You can get whatever you want. People hire us because they want us to do the job, not because of a few thousand dollars.!


----------



## summithomeinc (Jan 3, 2011)

ohiohomedoctor said:


> You can get whatever you want. People hire us because they want us to do the job, not because of a few thousand dollars.!


You don't care about a few thousand? Or your customer doesn't care about a few thousand? Because if you don't care, I got a few things I need done. Can you give me a detailed price? Over the phone?:jester:


----------



## jb4211 (Jul 13, 2010)

summithomeinc said:


> You don't care about a few thousand? Or your customer doesn't care about a few thousand? Because if you don't care, I got a few things I need done. Can you give me a detailed price? Over the phone?:jester:


I think he's saying that the quality of his work is worth the cost to his customers.


----------



## ohiohomedoctor (Dec 26, 2010)

summithomeinc said:


> You don't care about a few thousand? Or your customer doesn't care about a few thousand? Because if you don't care, I got a few things I need done. Can you give me a detailed price? Over the phone?:jester:


I the grand scheme of things during a major remodel a couple if thousand dollars is a minimal expense. I have never had an issue getting what I want to do a job, because if I dont, I dont do the job.


----------



## AARC Drywall (May 11, 2008)

We have companies here in BC that are doing full drywall job, supply, install and level 4 finish with all beads for $1.37 per board foot...our cost of 1/2 is .55 per board foot..

I say its high time we drywallers get back to being one of the highest paid in construction as it was many years ago...If we do a crap job, what is you house worth...not to mention we have to fix everyone else's missed mistakes, or we catch the blame..." Drywallers should have caught that" People seem to think that it is our job to catch, missed place lights, missing studs, no water lines, insulation problems....

Sorry a bit of a vent there... Anyways if we have to be the go to guy..then we should be paid for it...just sayin...


----------



## hdavis (Feb 14, 2012)

AARC Drywall said:


> We have companies here in BC that are doing full drywall job, supply, install and level 4 finish with all beads for $1.37 per board foot...our cost of 1/2 is .55 per board foot..
> 
> I say its high time we drywallers get back to being one of the highest paid in construction as it was many years ago...If we do a crap job, what is you house worth...not to mention we have to fix everyone else's missed mistakes, or we catch the blame..." Drywallers should have caught that" People seem to think that it is our job to catch, missed place lights, missing studs, no water lines, insulation problems....
> 
> Sorry a bit of a vent there... Anyways if we have to be the go to guy..then we should be paid for it...just sayin...

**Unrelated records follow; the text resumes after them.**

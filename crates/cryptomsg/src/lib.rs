//! Encrypt and decrypt byte messages with AES in CBC mode.
//!
//! Keys and IVs of any length are normalized to the widths AES needs, and
//! messages are right-padded with spaces to whole blocks. Decryption keeps
//! the padding; use [`trim_padding`] when the message is known not to end in
//! spaces.
//!
//! ```
//! use cryptomsg::{trim_padding, CryptoMsg};
//!
//! let ctx = CryptoMsg::new(b"YOUR KEY", Some(b"YOUR IV")).unwrap();
//! let ciphertext = ctx.encrypt_msg(b"YOUR MESSAGE").unwrap();
//! assert_eq!(ciphertext.len(), 16);
//! let plaintext = ctx.decrypt_msg(&ciphertext).unwrap();
//! assert_eq!(trim_padding(&plaintext), b"YOUR MESSAGE");
//! ```
//!
//! CBC gives confidentiality only; a modified ciphertext decrypts to garbage
//! rather than failing.

#![forbid(unsafe_code)]
#![deny(missing_docs)]

mod config;
mod msg;
mod normalize;

pub use aes_core::{Error, KeySize, Result};

pub use crate::config::{Config, KeyPolicy, DEFAULT_KEY};
pub use crate::msg::CryptoMsg;
pub use crate::normalize::{
    normalize_iv, normalize_key, pad_to_block, padded_len, trim_padding, PAD_BYTE,
};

Those prices seem a little high to me. The problem with drywall is the same problem as with painting. Anyone can spend a very limited amount of money and get into the business. With drywall, pay more money for better tools, and you can do it a lot faster. High quality and high productivity get you the margins, usually.

The .55 you're paying for materials would buy the wallboard and have it installed around here.


----------



## summithomeinc (Jan 3, 2011)

jb4211 said:


> I think he's saying that the quality of his work is worth the cost to his customers.


I understood what he was saying.


----------



## Kent Whitten (Mar 24, 2006)

AARC Drywall said:


> I say its high time we drywallers get back to being one of the highest paid in construction as it was many years ago


Not that it is any of my business or that I don't appreciate what you guys do , but you have to be out of your mind. What justifies this ideology? 

We ALL work hard for our money and we ALL would like a little more. Those arguments you list can be applied to EVERY trade. 

If any part of construction is underpaid, it has to be carpenters. Do you know how many tools we have to buy? 

Like I said, I appreciate what you guys do, I would not want anything to do with drywall/plaster. I'm grateful for your work.


----------



## angus242 (Oct 20, 2007)

Kent Whitten said:


> If any part of construction is underpaid, it has to be carpenters. Do you know how many tools we have to buy?


Excavators. Did you see the money Tom Geb has in his hammer? :shifty: :laughing:


----------



## summithomeinc (Jan 3, 2011)

Kent Whitten said:


> Not that it is any of my business or that I don't appreciate what you guys do , but you have to be out of your mind. What justifies this ideology?
> 
> We ALL work hard for our money and we ALL would like a little more. Those arguments you list can be applied to EVERY trade.
> 
> ...


Like you said it can be applied to anyone in construction. I have all the drywall tools, Carpenter tools, Painting tools too. So I should be paid more than anyone.:laughing:


----------



## Kent Whitten (Mar 24, 2006)

angus242 said:


> Excavators. Did you see the money Tom Geb has in his hammer? :shifty: :laughing:


I stand corrected :laughing: 6 figure equipment....that's an ulcer right there


----------



## Kent Whitten (Mar 24, 2006)

summithomeinc said:


> Like you said it can be applied to anyone in construction. I have all the drywall tools, Carpenter tools, Painting tools too. So I should be paid more than anyone.:laughing:


Yes....yes you should! :laughing:

Come to think of it, I have plumber and electrician tools too. I'll just add those two together :laughing:


----------



## summithomeinc (Jan 3, 2011)

Kent Whitten said:


> Yes....yes you should! :laughing:
> 
> Come to think of it, I have plumber and electrician tools too. I'll just add those two together :laughing:


If everyone got paid as much as the would like to get paid on every job. No one would be able to afford to build anything.


----------



## Kent Whitten (Mar 24, 2006)

I understand how a free market works.


----------



## summithomeinc (Jan 3, 2011)

Kent Whitten said:


> I understand how a free market works.


My last comment was directed at the OP. No offense meant.


----------



## Bosman (Mar 20, 2012)

*Well thank goodness our rates are not like the U.S*

I do agree that time is money especially commercially..
In Ontario there is a bit of a set standard for commercial drywall pricing 
but,,,residential work is a pain in the ass and the set standart i think should be boosted when it comes to hanging and finishing theres no point in leaving your house for less than $40-$50 / sheet board and tape. Although i know guys who are doing it for 50 cents/sq ft where does that put the rest of us????:blink:



+
YouTube Video









ERROR: If you can see this, then YouTube is down or you don't have Flash installed.


----------



## J F (Dec 3, 2005)

Bosman said:


> Its getting pathetic in Ontario the way that these greedy people are *setting the president for hard work*


Misery loves company, ours isn't up for it either.


----------